От постановления к постановлению. В 1948 году было постановление по журналу «Огонек», в 1949-м — по журналу «Знамя» (там был вынесен приговор прекрасной и честной повести Э. Казакевича «Двое в степи»), в 1951-м — по «Крокодилу». Это только по журналам. И избиение отдельных книг и писателей, критиков.
То постановления и травля, то «очередное снижение цен», которое происходило аккуратно каждую весну. Этому все радовались, хотя снижались цены только на то, что не покупали и что продавалось лишь в больших городах…
Странной жизнью жил я тогда на Бородинской. С мамой и «теткой», втроем в одной комнате, к тому же проходной: через тамбур, отгороженный занавеской, к себе, в бывшую «мою» комнату входили соседи. Это были именно те люди, что, работая в блокаду в домоуправлении, присвоили нашу квартиру, а мы, благодарные и за единственную комнату, зла на них не держали. Хотя радости было мало, не говоря о том, что хозяин часто возвращался пьяным: из-за стены слышалось его виноватое мычание, звуки пощечин и истошный крик хозяйки: «Становись на колени и целуй ноги!»

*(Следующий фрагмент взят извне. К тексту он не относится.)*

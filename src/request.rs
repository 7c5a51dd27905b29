//! Search request validation

use serde::{Deserialize, Serialize};

use crate::config::SearchConfig;

#[derive(Debug, Clone, PartialEq, Serialize, Deserialize)]
pub struct SearchRequest {
    pub query: String,
    #[serde(default, skip_serializing_if = "Option::is_none")]
    pub top_k: Option<usize>,
}

impl SearchRequest {
    pub fn new(query: impl Into<String>) -> Self {
        SearchRequest {
            query: query.into(),
            top_k: None,
        }
    }

    pub fn with_top_k(mut self, top_k: usize) -> Self {
        self.top_k = Some(top_k);
        self
    }

    /// Trimmed query and effective `top_k`, or the first violation found
    pub fn validate(&self, config: &SearchConfig) -> Result<ValidRequest, RequestError> {
        let query = self.query.trim();
        if query.is_empty() {
            return Err(RequestError::EmptyQuery);
        }

        let top_k = self.top_k.unwrap_or(config.default_top_k);
        if top_k == 0 || top_k > config.max_top_k {
            return Err(RequestError::InvalidTopK {
                top_k,
                max: config.max_top_k,
            });
        }

        Ok(ValidRequest {
            query: query.to_string(),
            top_k,
        })
    }
}

/// A request that passed validation
#[derive(Debug, Clone, PartialEq)]
pub struct ValidRequest {
    pub query: String,
    pub top_k: usize,
}

#[derive(Debug, Clone, PartialEq)]
pub enum RequestError {
    EmptyQuery,
    InvalidTopK { top_k: usize, max: usize },
}

impl std::fmt::Display for RequestError {
    fn fmt(&self, f: &mut std::fmt::Formatter<'_>) -> std::fmt::Result {
        match self {
            RequestError::EmptyQuery => write!(f, "Query must not be empty"),
            RequestError::InvalidTopK { top_k, max } => {
                write!(f, "top_k must be between 1 and {}, got {}", max, top_k)
            }
        }
    }
}

impl std::error::Error for RequestError {}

Я мечтал только о собственном угле, об уединении. Комната, хоть и проходная, была просторной, и мне выделили перегородкой «кабинет», куда поставили старый и огромный письменный стол, все тот же, что до войны стоял у мамы в комнате, а раньше служил и деду, и отцу. Всю жизнь, сколько себя помню, я мечтал о кабинете и собственном письменном столе, письменном приборе из камня и бронзы и, разумеется, с бесчисленными причиндалами, стаканами для карандашей, лотком для ручек, перочисткой, пресс-папье и прочими восхитительно-взрослыми вещами. Как порадовала меня фраза в «Анне Карениной»: «…с удовольствием, которое всегда возбуждаемо было в нем обращением со своими хорошо устроенными письменными принадлежностями…» Эстетика писания — от гусиного пера, песочницы до пишущей машинки, теперь уже и компьютера — была и остается для меня важнейшей частью профессионального, да и просто человеческого быта.

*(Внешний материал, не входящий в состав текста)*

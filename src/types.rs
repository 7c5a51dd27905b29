//! Core data structures: retrieved records, result sets and grouped output.

use serde::ser::SerializeMap;
use serde::{Deserialize, Serialize, Serializer};
use std::fmt;

/// Output key carrying the query string
pub const QUERY_KEY: &str = "query";
/// Output key used when there are no clusters
pub const CLUSTERS_KEY: &str = "clusters";

// =============================================================================
// Records
// =============================================================================

/// Kind of retrieved document
#[derive(Debug, Clone, Copy, PartialEq, Eq, Hash, Serialize, Deserialize)]
#[serde(rename_all = "lowercase")]
pub enum ItemType {
    Patent,
    Research,
}

impl ItemType {
    /// Parse the index's type tag. Unknown tags yield `None`.
    pub fn from_tag(tag: &str) -> Option<Self> {
        match tag {
            "patent" => Some(Self::Patent),
            "research" => Some(Self::Research),
            _ => None,
        }
    }

    pub fn as_str(&self) -> &'static str {
        match self {
            Self::Patent => "patent",
            Self::Research => "research",
        }
    }
}

impl fmt::Display for ItemType {
    fn fmt(&self, f: &mut fmt::Formatter<'_>) -> fmt::Result {
        f.write_str(self.as_str())
    }
}

/// A single scored document returned by retrieval
#[derive(Debug, Clone, PartialEq, Serialize, Deserialize)]
pub struct ResultRecord {
    pub doc_id: i64,
    pub title: String,
    pub score: f64,
    pub source: String,
    #[serde(rename = "type")]
    pub item_type: ItemType,
    pub publication_date: String,
    /// Set once by the assembler; never persisted
    #[serde(default, skip_serializing_if = "Option::is_none")]
    pub cluster_id: Option<usize>,
}

impl ResultRecord {
    pub fn new(doc_id: i64, title: impl Into<String>, item_type: ItemType) -> Self {
        Self {
            doc_id,
            title: title.into(),
            score: 0.0,
            source: String::new(),
            item_type,
            publication_date: String::new(),
            cluster_id: None,
        }
    }

    pub fn patent(doc_id: i64, title: impl Into<String>) -> Self {
        Self::new(doc_id, title, ItemType::Patent)
    }

    pub fn research(doc_id: i64, title: impl Into<String>) -> Self {
        Self::new(doc_id, title, ItemType::Research)
    }

    /// Builder: set similarity score
    pub fn with_score(mut self, score: f64) -> Self {
        self.score = score;
        self
    }
}

/// Retrieval output split by item type
#[derive(Debug, Clone, Default, PartialEq, Serialize, Deserialize)]
pub struct ResultSet {
    pub query: String,
    #[serde(default)]
    pub similar_patents: Vec<ResultRecord>,
    #[serde(default)]
    pub similar_research: Vec<ResultRecord>,
}

impl ResultSet {
    pub fn new(query: impl Into<String>) -> Self {
        Self {
            query: query.into(),
            ..Default::default()
        }
    }

    /// Total record count across both types
    pub fn len(&self) -> usize {
        self.similar_patents.len() + self.similar_research.len()
    }

    pub fn is_empty(&self) -> bool {
        self.len() == 0
    }

    /// Patents then research, the row order of the feature matrix
    pub fn iter_all(&self) -> impl Iterator<Item = &ResultRecord> {
        self.similar_patents.iter().chain(self.similar_research.iter())
    }

    /// Append a record to the bucket matching its type
    pub fn push(&mut self, record: ResultRecord) {
        match record.item_type {
            ItemType::Patent => self.similar_patents.push(record),
            ItemType::Research => self.similar_research.push(record),
        }
    }
}

// =============================================================================
// Grouped Output
// =============================================================================

/// Records sharing one display label
#[derive(Debug, Clone, PartialEq, Serialize, Deserialize)]
pub struct LabeledGroup {
    pub label: String,
    /// Cluster ids rendered under this label (more than one on a label collision)
    pub cluster_ids: Vec<usize>,
    pub similar_patents: Vec<ResultRecord>,
    pub similar_research: Vec<ResultRecord>,
}

impl LabeledGroup {
    pub fn new(label: impl Into<String>, cluster_id: usize) -> Self {
        Self {
            label: label.into(),
            cluster_ids: vec![cluster_id],
            similar_patents: Vec::new(),
            similar_research: Vec::new(),
        }
    }

    pub fn len(&self) -> usize {
        self.similar_patents.len() + self.similar_research.len()
    }

    pub fn is_empty(&self) -> bool {
        self.len() == 0
    }
}

/// Clustered search result
///
/// Serializes to `{"query": Q, "<label>": {"similar_patents": [..],
/// "similar_research": [..]}, ..}`, or `{"query": Q, "clusters": {}}` when
/// there is nothing to group.
#[derive(Debug, Clone, Default, PartialEq)]
pub struct GroupedOutput {
    pub query: String,
    pub groups: Vec<LabeledGroup>,
}

impl GroupedOutput {
    pub fn empty(query: impl Into<String>) -> Self {
        Self {
            query: query.into(),
            groups: Vec::new(),
        }
    }

    pub fn group(&self, label: &str) -> Option<&LabeledGroup> {
        self.groups.iter().find(|g| g.label == label)
    }

    pub fn labels(&self) -> Vec<&str> {
        self.groups.iter().map(|g| g.label.as_str()).collect()
    }

    /// Total records across all groups
    pub fn record_count(&self) -> usize {
        self.groups.iter().map(LabeledGroup::len).sum()
    }

    pub fn to_json(&self) -> serde_json::Value {
        serde_json::to_value(self).unwrap_or(serde_json::Value::Null)
    }
}

#[derive(Serialize)]
struct Bucket<'a> {
    similar_patents: &'a [ResultRecord],
    similar_research: &'a [ResultRecord],
}

impl Serialize for GroupedOutput {
    fn serialize<S: Serializer>(&self, serializer: S) -> Result<S::Ok, S::Error> {
        let mut map = serializer.serialize_map(Some(self.groups.len().max(1) + 1))?;
        map.serialize_entry(QUERY_KEY, &self.query)?;
        if self.groups.is_empty() {
            map.serialize_entry(CLUSTERS_KEY, &serde_json::Map::new())?;
        }
        for group in &self.groups {
            let bucket = Bucket {
                similar_patents: &group.similar_patents,
                similar_research: &group.similar_research,
            };
            map.serialize_entry(&group.label, &bucket)?;
        }
        map.end()
    }
}

#[cfg(test)]
mod tests {
    use super::*;
    use serde_json::json;

    #[test]
    fn test_item_type_tags() {
        assert_eq!(ItemType::from_tag("patent"), Some(ItemType::Patent));
        assert_eq!(ItemType::from_tag("research"), Some(ItemType::Research));
        assert_eq!(ItemType::from_tag("article"), None);
        assert_eq!(ItemType::Research.to_string(), "research");
    }

    #[test]
    fn test_record_serializes_type_field() {
        let mut record = ResultRecord::patent(7, "laser ranging system").with_score(0.9);
        let value = serde_json::to_value(&record).unwrap();
        assert_eq!(value["type"], "patent");
        assert!(value.get("cluster_id").is_none());

        record.cluster_id = Some(1);
        let value = serde_json::to_value(&record).unwrap();
        assert_eq!(value["cluster_id"], 1);
    }

    #[test]
    fn test_result_set_push_routes_by_type() {
        let mut set = ResultSet::new("q");
        set.push(ResultRecord::research(1, "a b"));
        set.push(ResultRecord::patent(2, "c d"));
        assert_eq!(set.similar_patents.len(), 1);
        assert_eq!(set.similar_research.len(), 1);
        let ids: Vec<i64> = set.iter_all().map(|r| r.doc_id).collect();
        assert_eq!(ids, vec![2, 1]);
    }

    #[test]
    fn test_empty_output_shape() {
        let output = GroupedOutput::empty("laser");
        assert_eq!(output.to_json(), json!({"query": "laser", "clusters": {}}));
    }

    #[test]
    fn test_grouped_output_shape() {
        let mut group = LabeledGroup::new("laser / ranging", 0);
        let mut record = ResultRecord::patent(1, "laser ranging");
        record.cluster_id = Some(0);
        group.similar_patents.push(record);

        let output = GroupedOutput {
            query: "laser".to_string(),
            groups: vec![group],
        };
        let value = output.to_json();
        assert_eq!(value["query"], "laser");
        assert!(value.get("clusters").is_none());
        let bucket = &value["laser / ranging"];
        assert_eq!(bucket["similar_patents"][0]["doc_id"], 1);
        assert_eq!(bucket["similar_patents"][0]["cluster_id"], 0);
        assert_eq!(bucket["similar_research"], json!([]));
    }
}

В ту же пору я поставил на старую мраморную досочку две грошовые пластмассовые чернильницы (не одну, а именно две, как и полагалось на всамделишных приборах), между ними миниатюрную модель вагонной буксы, когда-то, в какой-то, видимо, юбилей (11 мая 1911 года) преподнесенную моему деду (стоит на нынешнем столе рядом с ноутбуком!), и радовался «хорошо устроенным письменным принадлежностям». Была на столе еще старая простая латунная лампа с самодельным абажуром, какие-то случайные фигурки — все как у больших. А позднее чудом достались мне серая мраморная доска с бронзовой оленьей головой и двумя стеклянными чернильницами и спичечница из того же набора!
Иногда, потакая моим суетным вкусам, мама дарила мне к праздникам еще какие-нибудь бронзовые безделушки на стол: они тогда стоили совершенные гроши.
Посещали меня и вполне современные увлечения, лишенные всякой пассеистической романтики, вполне мальчишеские, но всепоглощающие страсти. Однажды я в школе влюбился в узкопленочный киноаппарат. С его помощью на уроках показывали учебные фильмы.